Mausoleum in Beijing, China

The Jingtai Mausoleum (景泰陵 (Jǐngtàilíng)) is the mausoleum of the Jingtai Emperor, the seventh emperor of the Ming dynasty. It is located in the Haidian District, 17 km northwest of central Beijing, and is situated north of Jingming Park.

After the Tumu Crisis of 1449, the Jingtai Emperor placed his brother, the former Emperor Yingzong, under house arrest in the Forbidden City. In 1457, Emperor Yingzong took the throne after a palace coup and the Jingtai Emperor died shortly thereafter. At the time of his death, the Jingtai Emperor had nearly completed his tomb at the Ming tombs complex, but Empetor Yingzong ordered its destruction. Instead, the Jingtai Emperor was buried as a prince along with Empress Wang north of Yuquan Mountain at the foot of the Western Mountains in the northwestern outskirts of Beijing. During the reign of the Chenghua Emperor (r. 1464–1487), the tomb was upgraded to an imperial tomb.
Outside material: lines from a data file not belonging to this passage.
use std::io::Cursor;
use std::sync::Arc;

use clinical_reasoning::engine::{
    ClinicalReasoningEngine, KnowledgeBase, KnowledgeBaseError, KnowledgeTables, OverallUrgency,
    Symptom,
};

#[test]
fn builtin_tables_round_trip_through_json() {
    let tables = KnowledgeTables::builtin();
    let encoded = serde_json::to_vec(&tables).expect("tables serialize");

    let loaded = KnowledgeBase::from_reader(Cursor::new(encoded)).expect("tables reload");

    let ids = |knowledge: &[clinical_reasoning::engine::ConditionDefinition]| {
        knowledge
            .iter()
            .map(|condition| condition.id.clone())
            .collect::<Vec<_>>()
    };
    assert_eq!(ids(loaded.conditions()), ids(&tables.conditions));
    assert_eq!(loaded.red_flag_patterns(), tables.red_flag_patterns.as_slice());
    assert_eq!(loaded.follow_up_templates(), tables.follow_up_templates.as_slice());
    assert_eq!(
        loaded.weights().rows().count(),
        tables.symptom_weights.rows().count()
    );
}

#[test]
fn tables_load_from_disk() {
    let path = std::env::temp_dir().join(format!(
        "clinical-reasoning-tables-{}.json",
        std::process::id()
    ));
    let encoded = serde_json::to_vec_pretty(&KnowledgeTables::builtin()).expect("serialize");
    std::fs::write(&path, encoded).expect("write tables");

    let loaded = KnowledgeBase::from_path(&path);
    std::fs::remove_file(&path).ok();

    let knowledge = loaded.expect("tables load from disk");
    assert!(knowledge.condition("meningitis").is_some());
}

#[test]
fn custom_tables_drive_the_engine() {
    let raw = r#"{
        "conditions": [{
            "id": "hay_fever",
            "name": "Hay Fever",
            "category": "respiratory",
            "symptoms": { "required": ["itchy_eyes"], "supportive": ["sneezing"], "excludes": [] },
            "temporal_pattern": { "onset": "gradual", "duration": "seasonal" },
            "prevalence": 0.1,
            "urgency": "self-care",
            "red_flags": [],
            "description": "Seasonal allergy."
        }],
        "symptom_weights": { "itchy_eyes": { "hay_fever": 0.9 } }
    }"#;
    let knowledge = KnowledgeBase::from_reader(Cursor::new(raw)).expect("custom tables validate");
    let engine = ClinicalReasoningEngine::new(Arc::new(knowledge));

    let assessment = engine.assess(&[Symptom::new("Itchy Eyes", 3), Symptom::new("Sneezing", 2)], None);

    assert_eq!(assessment.possible_conditions.len(), 1);
    assert_eq!(assessment.possible_conditions[0].id, "hay_fever");
    assert!(assessment.follow_up_questions.is_empty());
    assert_eq!(assessment.overall_urgency, OverallUrgency::SelfCare);
}

#[test]
fn malformed_tables_are_rejected() {
    let result = KnowledgeBase::from_reader(Cursor::new("{ \"conditions\": 7 }"));
    assert!(matches!(result, Err(KnowledgeBaseError::Parse(_))));

    let result = KnowledgeBase::from_reader(Cursor::new("{ \"conditions\": [] }"));
    assert!(matches!(result, Err(KnowledgeBaseError::NoConditions)));
}
use super::common::*;
use crate::engine::domain::RedFlagSeverity;
use crate::engine::red_flags::SEVERE_SYMPTOMS_ALERT;

fn pattern_ids(alerts: &[crate::engine::RedFlagAlert]) -> Vec<&str> {
    alerts.iter().map(|alert| alert.pattern_id.as_str()).collect()
}

#[test]
fn cardiac_pattern_fires_with_severity_net_last() {
    let alerts = engine().detect_red_flags(&cardiac_symptoms());

    assert_eq!(pattern_ids(&alerts), vec!["cardiac", SEVERE_SYMPTOMS_ALERT]);
    let cardiac = &alerts[0];
    assert_eq!(cardiac.severity, RedFlagSeverity::Critical);
    assert!(cardiac.call_emergency);
    assert_eq!(
        cardiac.matched_symptoms,
        vec!["chest_pain", "shortness_of_breath"]
    );
}

#[test]
fn single_symptom_pattern_needs_one_match() {
    let alerts = engine().detect_red_flags(&[symptom("Difficulty Breathing", 3)]);

    assert_eq!(pattern_ids(&alerts), vec!["respiratory_distress"]);
}

#[test]
fn multi_symptom_pattern_needs_two_matches() {
    let alerts = engine().detect_red_flags(&[symptom("Stiff Neck", 3)]);

    assert!(alerts.is_empty());
}

#[test]
fn extreme_severity_raises_danger_alert_without_emergency_call() {
    let alerts = engine().detect_red_flags(&[symptom("Toothache", 5)]);

    assert_eq!(alerts.len(), 1);
    let alert = &alerts[0];
    assert_eq!(alert.pattern_id, SEVERE_SYMPTOMS_ALERT);
    assert_eq!(alert.severity, RedFlagSeverity::Danger);
    assert!(!alert.call_emergency);
    assert_eq!(alert.matched_symptoms, vec!["Toothache"]);
}

#[test]
fn alerts_follow_pattern_table_order() {
    let symptoms = vec![
        symptom("Severe Headache", 4),
        symptom("Stiff Neck", 4),
        symptom("Chest Pain", 3),
        symptom("Shortness of Breath", 3),
    ];
    let alerts = engine().detect_red_flags(&symptoms);

    assert_eq!(pattern_ids(&alerts), vec!["cardiac", "meningitis"]);
}

#[test]
fn no_symptoms_no_alerts() {
    assert!(engine().detect_red_flags(&[]).is_empty());
}
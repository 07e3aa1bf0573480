use std::sync::Arc;

use axum::response::Response;
use chrono::{DateTime, TimeZone, Utc};
use serde_json::Value;

use crate::engine::domain::{DurationUnit, Onset, Progression, Symptom};
use crate::engine::knowledge::KnowledgeBase;
use crate::engine::ClinicalReasoningEngine;

pub(super) fn knowledge() -> Arc<KnowledgeBase> {
    Arc::new(KnowledgeBase::builtin().expect("builtin tables validate"))
}

pub(super) fn engine() -> ClinicalReasoningEngine {
    ClinicalReasoningEngine::new(knowledge())
}

pub(super) fn fixed_time() -> DateTime<Utc> {
    Utc.with_ymd_and_hms(2025, 3, 14, 9, 30, 0)
        .single()
        .expect("valid timestamp")
}

pub(super) fn symptom(name: &str, severity: u8) -> Symptom {
    Symptom::new(name, severity).with_duration(2, DurationUnit::Days)
}

pub(super) fn acute(name: &str, severity: u8) -> Symptom {
    Symptom::new(name, severity)
        .with_duration(1, DurationUnit::Hours)
        .with_progression(Progression::Worsening)
        .with_onset(Onset::Sudden)
}

/// Chest pain with breathlessness, both sudden and worsening.
pub(super) fn cardiac_symptoms() -> Vec<Symptom> {
    vec![acute("Chest Pain", 5), acute("Shortness of Breath", 4)]
}

/// Mild upper-respiratory complaints.
pub(super) fn cold_symptoms() -> Vec<Symptom> {
    vec![
        symptom("Runny Nose", 2),
        symptom("Sore Throat", 2),
        symptom("Sneezing", 1),
    ]
}

/// Severe headache, stiff neck and fever.
pub(super) fn meningitis_symptoms() -> Vec<Symptom> {
    vec![
        acute("Severe Headache", 5),
        acute("Stiff Neck", 4),
        acute("Fever", 4),
    ]
}

pub(super) fn assert_close(actual: f64, expected: f64) {
    assert!(
        (actual - expected).abs() < 1e-9,
        "expected {expected}, got {actual}"
    );
}

pub(super) async fn read_json_body(response: Response) -> Value {
    let body = axum::body::to_bytes(response.into_body(), 256 * 1024)
        .await
        .expect("read body");
    serde_json::from_slice(&body).expect("json payload")
}
use chrono::{DateTime, Utc};
use serde::{Deserialize, Serialize};
use tracing::info;

use super::advice;
use super::domain::{ConditionUrgency, OverallUrgency, Symptom};
use super::follow_up::{generate_follow_ups, FollowUpQuestion};
use super::knowledge::{ConditionCategory, ConditionDefinition, KnowledgeBase};
use super::matching::SymptomMatcher;
use super::red_flags::{detect_red_flags, RedFlagAlert};
use super::scoring::{score_condition, ConditionScore};
use super::urgency::determine_urgency;

pub const MAX_CONDITIONS: usize = 5;

/// Ranked possibility as presented to the user.
#[derive(Debug, Clone, PartialEq, Serialize, Deserialize)]
pub struct ClinicalCondition {
    pub id: String,
    pub name: String,
    pub category: ConditionCategory,
    /// Rounded score, 0-95.
    pub confidence: u8,
    pub matching_symptoms: Vec<String>,
    pub missing_symptoms: Vec<String>,
    pub supporting_symptoms: Vec<String>,
    pub differential_factors: Vec<String>,
    pub red_flags: Vec<String>,
    pub urgency: ConditionUrgency,
    pub description: String,
    pub reasoning: Vec<String>,
}

/// Result of one analysis call. A new call always produces a new value.
#[derive(Debug, Clone, PartialEq, Serialize, Deserialize)]
pub struct ClinicalAssessment {
    pub timestamp: DateTime<Utc>,
    pub symptoms: Vec<Symptom>,
    pub possible_conditions: Vec<ClinicalCondition>,
    pub follow_up_questions: Vec<FollowUpQuestion>,
    pub red_flag_alerts: Vec<RedFlagAlert>,
    pub overall_urgency: OverallUrgency,
    pub urgency_reason: String,
    pub confidence_explanation: String,
    pub differential_explanation: String,
    pub next_steps: Vec<String>,
    pub self_care_advice: Vec<String>,
    pub when_to_seek_help: Vec<String>,
}

impl ClinicalAssessment {
    pub fn top_condition(&self) -> Option<&ClinicalCondition> {
        self.possible_conditions.first()
    }

    pub fn requires_emergency_call(&self) -> bool {
        self.red_flag_alerts.iter().any(|alert| alert.call_emergency)
    }
}

pub(crate) fn assemble(
    knowledge: &KnowledgeBase,
    matcher: &dyn SymptomMatcher,
    symptoms: &[Symptom],
    timestamp: DateTime<Utc>,
) -> ClinicalAssessment {
    let red_flag_alerts = detect_red_flags(knowledge.red_flag_patterns(), symptoms, matcher);

    let ranked = rank_conditions(knowledge, matcher, symptoms);
    let top = ranked.first().map(|(condition, _)| *condition);
    let possible_conditions: Vec<ClinicalCondition> = ranked
        .iter()
        .map(|(condition, score)| clinical_condition(condition, score, symptoms))
        .collect();

    let (overall_urgency, urgency_reason) = determine_urgency(&red_flag_alerts, top);
    let follow_up_questions =
        generate_follow_ups(knowledge.follow_up_templates(), symptoms, matcher);

    info!(
        symptoms = symptoms.len(),
        conditions = possible_conditions.len(),
        red_flags = red_flag_alerts.len(),
        follow_ups = follow_up_questions.len(),
        urgency = overall_urgency.label(),
        "clinical assessment complete"
    );

    ClinicalAssessment {
        timestamp,
        symptoms: symptoms.to_vec(),
        confidence_explanation: advice::confidence_explanation(
            &possible_conditions,
            symptoms.len(),
        ),
        differential_explanation: advice::differential_explanation(&possible_conditions),
        next_steps: advice::next_steps(overall_urgency),
        self_care_advice: advice::self_care_advice(top.map(|condition| condition.category)),
        when_to_seek_help: advice::when_to_seek_help(overall_urgency),
        possible_conditions,
        follow_up_questions,
        red_flag_alerts,
        overall_urgency,
        urgency_reason,
    }
}

/// Candidates above the inclusion threshold, best first, at most [`MAX_CONDITIONS`].
/// The sort is stable so ties keep knowledge-base order.
fn rank_conditions<'k>(
    knowledge: &'k KnowledgeBase,
    matcher: &dyn SymptomMatcher,
    symptoms: &[Symptom],
) -> Vec<(&'k ConditionDefinition, ConditionScore)> {
    let mut candidates: Vec<(&ConditionDefinition, ConditionScore)> = knowledge
        .conditions()
        .iter()
        .map(|condition| {
            let score = score_condition(condition, knowledge.weights(), symptoms, matcher);
            (condition, score)
        })
        .filter(|(_, score)| score.is_candidate())
        .collect();

    candidates.sort_by(|(_, a), (_, b)| b.score.total_cmp(&a.score));
    candidates.truncate(MAX_CONDITIONS);
    candidates
}

fn clinical_condition(
    condition: &ConditionDefinition,
    score: &ConditionScore,
    symptoms: &[Symptom],
) -> ClinicalCondition {
    ClinicalCondition {
        id: condition.id.clone(),
        name: condition.name.clone(),
        category: condition.category,
        confidence: score.score.round() as u8,
        matching_symptoms: score.matched_required.clone(),
        missing_symptoms: score.missing_required.clone(),
        supporting_symptoms: score.matched_supportive.clone(),
        differential_factors: condition.differential_factors.clone(),
        red_flags: condition.red_flags.clone(),
        urgency: condition.urgency,
        description: condition.description.clone(),
        reasoning: reasoning(score, symptoms),
    }
}

fn reasoning(score: &ConditionScore, symptoms: &[Symptom]) -> Vec<String> {
    let mut reasons = Vec::new();

    if !score.matched_required.is_empty() {
        reasons.push(format!(
            "Matches key symptoms: {}",
            humanize(&score.matched_required)
        ));
    }
    if !score.matched_supportive.is_empty() {
        reasons.push(format!(
            "Supporting symptoms present: {}",
            humanize(&score.matched_supportive)
        ));
    }
    if symptoms.iter().any(|symptom| symptom.severity.is_high()) {
        reasons.push("High severity symptoms reported".to_string());
    }
    if symptoms.iter().any(Symptom::is_worsening) {
        reasons.push("Symptoms are getting worse".to_string());
    }
    if reasons.is_empty() {
        reasons.push("Reported symptoms are associated with this condition".to_string());
    }

    reasons
}

fn humanize(keys: &[String]) -> String {
    keys.iter()
        .map(|key| key.replace('_', " "))
        .collect::<Vec<_>>()
        .join(", ")
}
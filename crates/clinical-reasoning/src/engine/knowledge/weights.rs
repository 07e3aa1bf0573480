use std::collections::BTreeMap;

use super::SymptomWeightMatrix;

const WEIGHTS: &[(&str, &[(&str, f64)])] = &[
    ("runny_nose", &[("common_cold", 0.8), ("allergic_rhinitis", 0.7)]),
    ("sneezing", &[("allergic_rhinitis", 0.8), ("common_cold", 0.6)]),
    ("sore_throat", &[("strep_throat", 0.8), ("common_cold", 0.6)]),
    (
        "cough",
        &[
            ("pneumonia", 0.7),
            ("covid_19", 0.6),
            ("common_cold", 0.5),
            ("influenza", 0.4),
        ],
    ),
    (
        "fever",
        &[
            ("influenza", 0.6),
            ("covid_19", 0.5),
            ("pneumonia", 0.5),
            ("meningitis", 0.4),
            ("strep_throat", 0.4),
        ],
    ),
    ("body_aches", &[("influenza", 0.8), ("covid_19", 0.4)]),
    ("loss_of_taste", &[("covid_19", 0.9)]),
    ("loss_of_smell", &[("covid_19", 0.9)]),
    (
        "shortness_of_breath",
        &[("pneumonia", 0.7), ("heart_attack", 0.6), ("covid_19", 0.5)],
    ),
    (
        "chest_pain",
        &[("heart_attack", 0.9), ("gerd", 0.4), ("pneumonia", 0.3)],
    ),
    (
        "headache",
        &[("migraine", 0.7), ("tension_headache", 0.7), ("meningitis", 0.3)],
    ),
    ("severe_headache", &[("meningitis", 0.7), ("migraine", 0.6)]),
    ("stiff_neck", &[("meningitis", 0.9)]),
    ("light_sensitivity", &[("migraine", 0.7), ("meningitis", 0.5)]),
    (
        "nausea",
        &[("gastroenteritis", 0.6), ("appendicitis", 0.4), ("migraine", 0.3)],
    ),
    ("diarrhea", &[("gastroenteritis", 0.9)]),
    ("vomiting", &[("gastroenteritis", 0.6), ("appendicitis", 0.4)]),
    ("abdominal_pain", &[("appendicitis", 0.7), ("gastroenteritis", 0.5)]),
    ("heartburn", &[("gerd", 0.9)]),
    ("painful_urination", &[("uti", 0.9), ("kidney_stones", 0.3)]),
    ("frequent_urination", &[("uti", 0.7)]),
    ("flank_pain", &[("kidney_stones", 0.9)]),
    ("blood_in_urine", &[("kidney_stones", 0.6), ("uti", 0.4)]),
    ("itchy_eyes", &[("allergic_rhinitis", 0.8)]),
    ("muscle_pain", &[("muscle_strain", 0.7), ("influenza", 0.3)]),
    ("sweating", &[("heart_attack", 0.5)]),
    ("arm_pain", &[("heart_attack", 0.7)]),
];

pub(super) fn builtin_weights() -> SymptomWeightMatrix {
    let matrix = WEIGHTS
        .iter()
        .map(|(symptom, row)| {
            let row: BTreeMap<String, f64> = row
                .iter()
                .map(|(condition, weight)| (condition.to_string(), *weight))
                .collect();
            (symptom.to_string(), row)
        })
        .collect();
    SymptomWeightMatrix(matrix)
}
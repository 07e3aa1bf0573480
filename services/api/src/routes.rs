use crate::infra::AppState;
use axum::http::{header, StatusCode};
use axum::response::IntoResponse;
use axum::routing::get;
use axum::{Extension, Json, Router};
use clinical_reasoning::engine::{assessment_router, ClinicalReasoningEngine};
use serde_json::json;
use std::sync::Arc;

/// Engine routes plus the health checks and metrics the deployment expects.
pub(crate) fn with_operational_routes(engine: Arc<ClinicalReasoningEngine>) -> Router {
    assessment_router(engine)
        .route("/health", get(healthcheck))
        .route("/ready", get(readiness_endpoint))
        .route("/metrics", get(metrics_endpoint))
}

pub(crate) async fn healthcheck() -> Json<serde_json::Value> {
    Json(json!({ "status": "ok" }))
}

pub(crate) async fn readiness_endpoint(Extension(state): Extension<AppState>) -> impl IntoResponse {
    let ready = state.readiness.load(std::sync::atomic::Ordering::Relaxed);
    let status = if ready {
        StatusCode::OK
    } else {
        StatusCode::SERVICE_UNAVAILABLE
    };

    let payload = if ready {
        json!({ "status": "ready" })
    } else {
        json!({ "status": "initializing" })
    };

    (status, Json(payload))
}

pub(crate) async fn metrics_endpoint(Extension(state): Extension<AppState>) -> impl IntoResponse {
    (
        StatusCode::OK,
        [(header::CONTENT_TYPE, "text/plain; version=0.0.4")],
        state.metrics.render(),
    )
}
The original and long-unused tomb of the Jingtai Emperor was rebuilt in 1621 as Qing Mausoleum, where the Taichang Emperor was buried in the same year.

Compared to the other imperial tombs from the Ming dynasty, Jingtai Mausoleum is smaller. The remains of the tomb are in very poor condition and the area where it is located now serves as a residential area for retired military personnel.